Hackers: tra radio, telefoni, computer e volantini

Ripercorriamo la storia del movimento hackers grazie all’opera di Federico Mazzini

Aspettavo da tempo di mettere le mani sull’ultima opera di Federico Mazzini, “Hackers: Storia e pratiche di una cultura”.

Avevo acquistato il libro immediatamente al momento della sua uscita, grazie anche alla raccomandazione fatta dalla somma Carola Frediani nella sua newsletter “Guerre di Rete“, ma solo durante l’estate sono riuscito a godermelo.

Fin da subito, e come già chiaro anche nelle diverse recensioni, l’opera parte dal caposaldo di “Hackers” di Stephen Levy, volendo però raccontare una storia meno polarizzata, meno romantica, e non necessariamente incentrata sul parallelo informatica – hacking.

In questa recensione ne ripercorriamo i tratti per noi primari, in via del tutto soggettiva, e senza spoiler per chi ancora si deve apprestare a leggerlo.

Hackers: non vestono di nero, non hanno il cappuccio

Mazzini racconta la genesi di un movimento e di una contro-cultura partendo proprio dall’ideologia della stessa. Essa nasce ben prima dell’avvento del computer, e nello specifico attecchisce nel mondo dei radioamatori hobbistici.

L’hacker ante-litteram ha radici letteralmente da romanzo (la storia del ragazzino che da solo ripara un treno a vapore o sistema una linea del telegrafo, in parte narrativa e in parte indottrinamento patriottico made in USA verso la cultura del DIY e del self-made man). Ma poi cresce, evolve, e inizia a frequentare le università.

Esatto. Non bui garage, cantine, sotterranei. Ma prestigiose università della Ivy League, l’MIT, Stanford. Università private, riservate a una popolazione di élite.

In tali luoghi viene coniato il termine hacking, senza naturalmente che esso coincida con il ruolo di cybercriminale che è diventato d’uso al giorno d’oggi.
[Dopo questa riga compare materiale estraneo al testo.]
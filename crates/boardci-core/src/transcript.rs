//! Transcript rendering.

use regex::Regex;
use std::sync::LazyLock;

static ANSI_ESCAPE: LazyLock<Regex> =
    LazyLock::new(|| Regex::new(r"\x1B\[[0-?]*[ -/]*[@-~]").unwrap());

/// Remove terminal escape sequences (colors, cursor movement).
pub fn strip_ansi(input: &str) -> String {
    ANSI_ESCAPE.replace_all(input, "").into_owned()
}

/// Prefix every line with a right-aligned line number. Carriage returns from the
/// pseudo-terminal are dropped.
pub fn number_lines(input: &str) -> String {
    input
        .replace("\r\n", "\n")
        .split('\n')
        .enumerate()
        .map(|(i, line)| format!("{:>6}:  {}", i + 1, line.trim_end_matches('\r')))
        .collect::<Vec<_>>()
        .join("\n")
}

/// Transcript as shown to people: escapes stripped, lines numbered. Empty
/// transcripts render as `None`.
pub fn render(input: &str) -> Option<String> {
    let stripped = strip_ansi(input);
    if stripped.trim().is_empty() {
        return None;
    }
    Some(number_lines(&stripped))
}
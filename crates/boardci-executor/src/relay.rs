//! Relay-driven board power control.

use async_trait::async_trait;
use boardci_config::RelayConfig;
use boardci_core::device::{Device, Switch};
use boardci_core::{Error, Result};
use std::path::PathBuf;
use std::sync::Arc;
use std::time::Duration;
use tokio::process::Command;
use tracing::{debug, info};

/// One channel of a USB relay board, switched through an external command
/// (`<command> on|off <relay>`).
#[derive(Debug, Clone)]
pub struct RelaySwitch {
    name: &'static str,
    command: PathBuf,
    relay: u32,
}

impl RelaySwitch {
    pub fn new(name: &'static str, command: impl Into<PathBuf>, relay: u32) -> Self {
        Self {
            name,
            command: command.into(),
            relay,
        }
    }

    async fn set(&self, state: &str) -> Result<()> {
        debug!(
            switch = self.name,
            relay = self.relay,
            state,
            command = %self.command.display(),
            "Switching relay"
        );

        let status = Command::new(&self.command)
            .arg(state)
            .arg(self.relay.to_string())
            .status()
            .await
            .map_err(|e| {
                Error::Device(format!(
                    "failed to run {}: {}",
                    self.command.display(),
                    e
                ))
            })?;

        if !status.success() {
            return Err(Error::Device(format!(
                "{} {} {} exited with {}",
                self.command.display(),
                state,
                self.relay,
                status
            )));
        }
        Ok(())
    }
}

#[async_trait]
impl Switch for RelaySwitch {
    async fn turn_on(&self) -> Result<()> {
        self.set("on").await
    }

    async fn turn_off(&self) -> Result<()> {
        self.set("off").await
    }
}

/// A board wired to a power relay and a recovery-mode relay.
///
/// The power relay is normally closed: switching it on cuts the power.
pub struct BoardPower {
    power: Arc<dyn Switch>,
    recovery: Arc<dyn Switch>,
    settle: Duration,
}

impl BoardPower {
    pub fn new(power: Arc<dyn Switch>, recovery: Arc<dyn Switch>, settle: Duration) -> Self {
        Self {
            power,
            recovery,
            settle,
        }
    }

    pub fn from_config(config: &RelayConfig) -> Self {
        Self::new(
            Arc::new(RelaySwitch::new("power", &config.command, config.power)),
            Arc::new(RelaySwitch::new("recovery", &config.command, config.recovery)),
            config.settle,
        )
    }
}

#[async_trait]
impl Device for BoardPower {
    async fn power_on(&self) -> Result<()> {
        self.power.turn_off().await
    }

    async fn power_off(&self) -> Result<()> {
        self.power.turn_on().await
    }

    async fn power_cycle(&self) -> Result<()> {
        info!("Power cycling board");
        self.power_off().await?;
        tokio::time::sleep(self.settle).await;
        self.power_on().await
    }

    async fn enter_recovery(&self) -> Result<()> {
        info!("Booting board into recovery mode");
        self.power_off().await?;
        self.recovery.turn_on().await?;
        tokio::time::sleep(self.settle).await;
        self.power_on().await
    }

    async fn leave_recovery(&self) -> Result<()> {
        self.power_off().await?;
        self.recovery.turn_off().await
    }
}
Un viaggio nel tempo tra smanettoni, ribelli e tecnocrati

In “Hackers: Storia e pratiche di una cultura” , Mazzini esplora diverse declinazioni della filosofia hacker. Libertà, DIY, anti-establishment. A volte, meramente ego e voglia di dimostrare di essere i migliori. Altre volte, una missione politica ben specifica e determinata.

In tutto questo traspare un movimento fortemente USA-centrico, fortemente bianco e maschio etero, che vorrebbe farsi portavoce di un movimento di ribellione, purché portato avanti da persone aderenti a una specifica identità.

Infine si affronta il tema della hacker legacy, l’eredità della cultura hacker e la sua evoluzione.

Un libro godibile

“Hackers: Storia e pratiche di una cultura” è un’opera che si legge con grande facilità, scorrevole, piacevole e ben scritta. Un’opera completa e dal piglio saggistico, che ritengo vada letta come un compendio “made in Italy”, questo elemento non da poco, a una narrativa troppo spesso fatta di stereotipi e luoghi comuni.

L’autore

Federico Mazzini insegna Digital History e Storia dei media e della comunicazione all’Università di Padova. Si è occupato di storia culturale della Grande Guerra, dell’esperienza contadina del conflitto e di storia della comunicazione tecnoscientifica di massa nel primo Novecento, con particolare attenzione all’immaginario tecnologico sviluppato durante la prima guerra mondiale. Le sue ricerche più recenti riguardano la storia delle culture tecniche (radioamatori, phreaks e hacker) nel corso dell’intero Novecento (dalla biografia ufficiale dell’autore diffusa da Editori Laterza).